RE: Ie abbreviation character

From: Marco Cimarosti (marco.cimarosti@essetre.it)
Date: Tue Apr 30 2002 - 05:56:55 EDT


Lars Marius Garshol wrote:
> | I've been looking for the the character used in Norwegian (and
> | possibly elsewhere) as an abbreviation for "that is to
> say", "in other
> | words", "i.e.". It looks like a reversed lower-case "c"
> followed by a
> | colon.
>
> * Otto Stolz
> |
> | You mean “ɔ:”?
>
> That is: U+0254 U+003A. (Open o, or turned c, followed by colon.)
>
> Kind of, but it's a single character.

What makes you say that it is a "single character"? From your description,
it sounds like it is just a single symbol.
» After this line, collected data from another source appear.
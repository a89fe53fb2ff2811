//! Double-width (512-bit) values: schoolbook multiplication and fast
//! reduction modulo p.
//!
//! The reduction uses the special form of p. Splitting a 512-bit value `T`
//! into 32-bit words `c0..c15` (`c0` least significant), FIPS 186 (D.2.3)
//! gives
//!
//! ```text
//! T ≡ T_lo + 2 S1 + 2 S2 + S3 + S4 - D1 - D2 - D3 - D4 (mod p)
//!
//! T_lo = (c7,  c6,  c5,  c4,  c3,  c2,  c1,  c0 )
//! S1   = (c15, c14, c13, c12, c11, 0,   0,   0  )
//! S2   = (0,   c15, c14, c13, c12, 0,   0,   0  )
//! S3   = (c15, c14, 0,   0,   0,   c10, c9,  c8 )
//! S4   = (c8,  c13, c15, c14, c13, c11, c10, c9 )
//! D1   = (c10, c8,  0,   0,   0,   c13, c12, c11)
//! D2   = (c11, c9,  0,   0,   c15, c14, c13, c12)
//! D3   = (c12, 0,   c10, c9,  c8,  c15, c14, c13)
//! D4   = (c13, 0,   c11, c10, c9,  0,   c15, c14)
//! ```
//!
//! where each term is written most significant word first. The slice
//! tables below list the same terms least significant word first.

use super::{
    field::{FieldElement, fe_add, fe_sub, normalize},
    uint::{LIMBS, Limbs, from_le_bytes, to_le_bytes},
    util::mac,
};
use crate::{FieldBytes, WideBytes};
use core::fmt;
use subtle::{Choice, ConditionallySelectable, ConstantTimeEq};
use zeroize::DefaultIsZeroes;

/// Number of 64-bit limbs in a 512-bit integer.
const WIDE_LIMBS: usize = 2 * LIMBS;

/// 512-bit unsigned integer as little-endian `u64` limbs.
pub(crate) type WideLimbs = [u64; WIDE_LIMBS];

/// Index of the always-zero word appended after `c15`.
const NIL: u8 = 16;

/// Source word index for each 32-bit word of a reduction term,
/// least significant word first.
type Slices = [u8; 8];

const T_LO: Slices = [0, 1, 2, 3, 4, 5, 6, 7];
const S1: Slices = [NIL, NIL, NIL, 11, 12, 13, 14, 15];
const S2: Slices = [NIL, NIL, NIL, 12, 13, 14, 15, NIL];
const S3: Slices = [8, 9, 10, NIL, NIL, NIL, 14, 15];
const S4: Slices = [9, 10, 11, 13, 14, 15, 13, 8];
const D1: Slices = [11, 12, 13, NIL, NIL, NIL, 8, 10];
const D2: Slices = [12, 13, 14, 15, NIL, NIL, 9, 11];
const D3: Slices = [13, 14, 15, 8, 9, 10, NIL, 12];
const D4: Slices = [14, 15, NIL, 9, 10, 11, NIL, 13];

/// Terms added to the accumulator, in order.
const ADDENDS: [Slices; 6] = [S1, S1, S2, S2, S3, S4];

/// Terms subtracted from the accumulator, in order.
const SUBTRAHENDS: [Slices; 4] = [D1, D2, D3, D4];

/// Computes the full 512-bit product `a * b` (schoolbook).
pub(crate) const fn mul_wide(a: &Limbs, b: &Limbs) -> WideLimbs {
    let mut w = [0u64; WIDE_LIMBS];
    let mut i = 0;

    while i < LIMBS {
        let mut carry = 0;
        let mut j = 0;

        while j < LIMBS {
            let (lo, hi) = mac(w[i + j], a[i], b[j], carry);
            w[i + j] = lo;
            carry = hi;
            j += 1;
        }

        // Rows before `i` only reach `w[i + LIMBS - 1]`.
        w[i + LIMBS] = carry;
        i += 1;
    }

    w
}

/// Reduces any 512-bit value to its canonical representative modulo p.
///
/// Performs the same sequence of 256-bit operations for every input.
pub(crate) const fn reduce(t: &WideLimbs) -> Limbs {
    let c = split_words(t);

    let mut acc = normalize(&gather(&c, &T_LO));

    let mut i = 0;
    while i < ADDENDS.len() {
        acc = fe_add(&acc, &normalize(&gather(&c, &ADDENDS[i])));
        i += 1;
    }

    let mut i = 0;
    while i < SUBTRAHENDS.len() {
        acc = fe_sub(&acc, &normalize(&gather(&c, &SUBTRAHENDS[i])));
        i += 1;
    }

    acc
}

/// Splits `t` into its sixteen 32-bit words followed by a zero word.
const fn split_words(t: &WideLimbs) -> [u32; 17] {
    let mut c = [0u32; 17];
    let mut i = 0;
    while i < WIDE_LIMBS {
        c[2 * i] = t[i] as u32;
        c[2 * i + 1] = (t[i] >> 32) as u32;
        i += 1;
    }
    c
}

/// Assembles a 256-bit term from the words selected by `slices`.
const fn gather(c: &[u32; 17], slices: &Slices) -> Limbs {
    let mut limbs = [0u64; LIMBS];
    let mut i = 0;
    while i < LIMBS {
        let lo = c[slices[2 * i] as usize] as u64;
        let hi = c[slices[2 * i + 1] as usize] as u64;
        limbs[i] = lo | (hi << 32);
        i += 1;
    }
    limbs
}

/// An unreduced 512-bit integer, typically the product of two field elements.
///
/// The byte encoding is 64 bytes, least significant byte first.
#[derive(Clone, Copy, Default, PartialEq, Eq)]
pub struct WideElement(pub(crate) WideLimbs);

impl WideElement {
    /// Zero.
    pub const ZERO: Self = Self([0; WIDE_LIMBS]);

    /// Decodes a 512-bit integer from little-endian bytes.
    ///
    /// Every byte string is a valid wide element.
    pub const fn from_bytes(bytes: &WideBytes) -> Self {
        let mut lo = [0u8; 32];
        let mut hi = [0u8; 32];
        let mut i = 0;
        while i < 32 {
            lo[i] = bytes[i];
            hi[i] = bytes[i + 32];
            i += 1;
        }
        Self::from_halves(&lo, &hi)
    }

    /// Builds `hi * 2^256 + lo` from two little-endian 256-bit halves.
    pub const fn from_halves(lo: &FieldBytes, hi: &FieldBytes) -> Self {
        let lo = from_le_bytes(lo);
        let hi = from_le_bytes(hi);
        Self([lo[0], lo[1], lo[2], lo[3], hi[0], hi[1], hi[2], hi[3]])
    }

    /// Encodes as 64 little-endian bytes.
    pub const fn to_bytes(&self) -> WideBytes {
        let lo = to_le_bytes(&[self.0[0], self.0[1], self.0[2], self.0[3]]);
        let hi = to_le_bytes(&[self.0[4], self.0[5], self.0[6], self.0[7]]);
        let mut bytes = [0u8; 64];
        let mut i = 0;
        while i < 32 {
            bytes[i] = lo[i];
            bytes[i + 32] = hi[i];
            i += 1;
        }
        bytes
    }

    /// Returns the field element congruent to `self` modulo p.
    pub const fn reduce(&self) -> FieldElement {
        FieldElement(reduce(&self.0))
    }
}

impl ConditionallySelectable for WideElement {
    fn conditional_select(a: &Self, b: &Self, choice: Choice) -> Self {
        let mut ret = Self::ZERO;
        for i in 0..WIDE_LIMBS {
            ret.0[i] = u64::conditional_select(&a.0[i], &b.0[i], choice);
        }
        ret
    }
}

impl ConstantTimeEq for WideElement {
    fn ct_eq(&self, other: &Self) -> Choice {
        self.0.ct_eq(&other.0)
    }
}

impl DefaultIsZeroes for WideElement {}

impl From<WideElement> for FieldElement {
    fn from(wide: WideElement) -> FieldElement {
        wide.reduce()
    }
}

impl fmt::Debug for WideElement {
    fn fmt(&self, f: &mut fmt::Formatter<'_>) -> fmt::Result {
        write!(f, "WideElement(0x{self:X})")
    }
}

impl fmt::LowerHex for WideElement {
    fn fmt(&self, f: &mut fmt::Formatter<'_>) -> fmt::Result {
        for limb in self.0.iter().rev() {
            write!(f, "{limb:016x}")?;
        }
        Ok(())
    }
}

impl fmt::UpperHex for WideElement {
    fn fmt(&self, f: &mut fmt::Formatter<'_>) -> fmt::Result {
        for limb in self.0.iter().rev() {
            write!(f, "{limb:016X}")?;
        }
        Ok(())
    }
}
A symbol can sometimes be made of a single character (e.g. "#" or "$"),
sometimes of a sequence of characters (e.g. "i.e." or "Km").

> Kind of, but it's a single character. I take it this means that it's
> not encoded in Unicode?

I think it depends whether or not it is identical to a (sequence of) Unicode
character(s), and whether or not there are reasons to logically distinguish
it from this (sequence of) Unicode character(s).

Can you show a scan of the symbol from printed matter?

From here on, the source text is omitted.